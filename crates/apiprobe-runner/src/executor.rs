//! Retryable HTTP execution
//!
//! One call per attempt, classified after each: 5xx and transient transport
//! failures back off and retry, everything else (2xx-4xx, non-network
//! errors) is final on the spot.

use std::time::{Duration, Instant};

use tracing::{debug, warn};

use apiprobe_core::RetryPolicy;

use crate::cancel::CancelToken;
use crate::transport::{HttpRequest, HttpResponse, Transport, TransportError};

/// Whether an attempt's outcome is worth retrying.
#[must_use]
pub fn is_retryable(err: Option<&TransportError>, status: u16) -> bool {
    if (500..600).contains(&status) {
        return true;
    }
    err.is_some_and(TransportError::is_transient)
}

#[derive(Debug, Clone, PartialEq, Eq, thiserror::Error)]
pub enum ExecError {
    #[error("max retries exceeded after {retries} retries: {last}")]
    MaxRetriesExceeded { retries: u32, last: String },
    #[error(transparent)]
    Transport(#[from] TransportError),
    #[error("cancelled")]
    Cancelled,
}

/// Final state of the retry loop.
#[derive(Debug)]
pub struct ExecOutcome {
    /// Last response observed, if any attempt produced one
    pub response: Option<HttpResponse>,
    pub error: Option<ExecError>,
    /// Retries actually performed
    pub retries: u32,
    /// Time from first attempt to return, sleeps included
    pub elapsed: Duration,
    /// One line per attempt, for verbose logs
    pub attempts: Vec<String>,
}

/// Run `request` until success, a final outcome, retry exhaustion, or
/// cancellation.
pub fn execute<T: Transport + ?Sized>(
    transport: &T,
    request: &HttpRequest<'_>,
    policy: &RetryPolicy,
    cancel: &CancelToken,
) -> ExecOutcome {
    let start = Instant::now();
    let mut attempts = Vec::new();
    let mut last_response = None;
    let mut attempt: u32 = 0;

    let finish = |response, error, retries, attempts| ExecOutcome {
        response,
        error,
        retries,
        elapsed: start.elapsed(),
        attempts,
    };

    loop {
        if cancel.is_cancelled() {
            return finish(last_response, Some(ExecError::Cancelled), attempt, attempts);
        }

        let call_start = Instant::now();
        let result = transport.send(request);
        let call_ms = call_start.elapsed().as_millis();

        let retryable = match &result {
            Ok(resp) => {
                debug!(method = request.method, url = request.url, status = resp.status, attempt, "response");
                attempts.push(format!("attempt {}: {} in {call_ms}ms", attempt + 1, resp.status));
                is_retryable(None, resp.status)
            }
            Err(e) => {
                debug!(method = request.method, url = request.url, error = %e, attempt, "transport error");
                attempts.push(format!("attempt {}: {e} after {call_ms}ms", attempt + 1));
                is_retryable(Some(e), 0)
            }
        };

        if !retryable {
            return match result {
                Ok(resp) => finish(Some(resp), None, attempt, attempts),
                Err(e) => finish(None, Some(e.into()), attempt, attempts),
            };
        }

        if attempt >= policy.max_retries {
            let (response, last) = match result {
                Ok(resp) => {
                    let last = format!("HTTP {}", resp.status);
                    (Some(resp), last)
                }
                // keep the last 5xx seen before the transport gave out
                Err(e) => (last_response, e.to_string()),
            };
            warn!(method = request.method, url = request.url, retries = attempt, %last, "giving up");
            return finish(
                response,
                Some(ExecError::MaxRetriesExceeded {
                    retries: attempt,
                    last,
                }),
                attempt,
                attempts,
            );
        }

        if let Ok(resp) = result {
            last_response = Some(resp);
        }
        let delay = policy.delay_for(attempt);
        warn!(
            method = request.method,
            url = request.url,
            attempt = attempt + 1,
            delay_ms = u64::try_from(delay.as_millis()).unwrap_or(u64::MAX),
            "retrying"
        );
        if !cancel.sleep(delay) {
            return finish(last_response, Some(ExecError::Cancelled), attempt, attempts);
        }
        attempt += 1;
    }
}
---
AIM OF THE EXERCISE: Find each line in the listing above that contains "finish", and copy that line.

WRITTEN RESPONSE:
    let finish = |response, error, retries, attempts| ExecOutcome {
            return finish(last_response, Some(ExecError::Cancelled), attempt, attempts);
                Ok(resp) => finish(Some(resp), None, attempt, attempts),
                Err(e) => finish(None, Some(e.into()), attempt, attempts),
            return finish(
            return finish(last_response, Some(ExecError::Cancelled), attempt, attempts);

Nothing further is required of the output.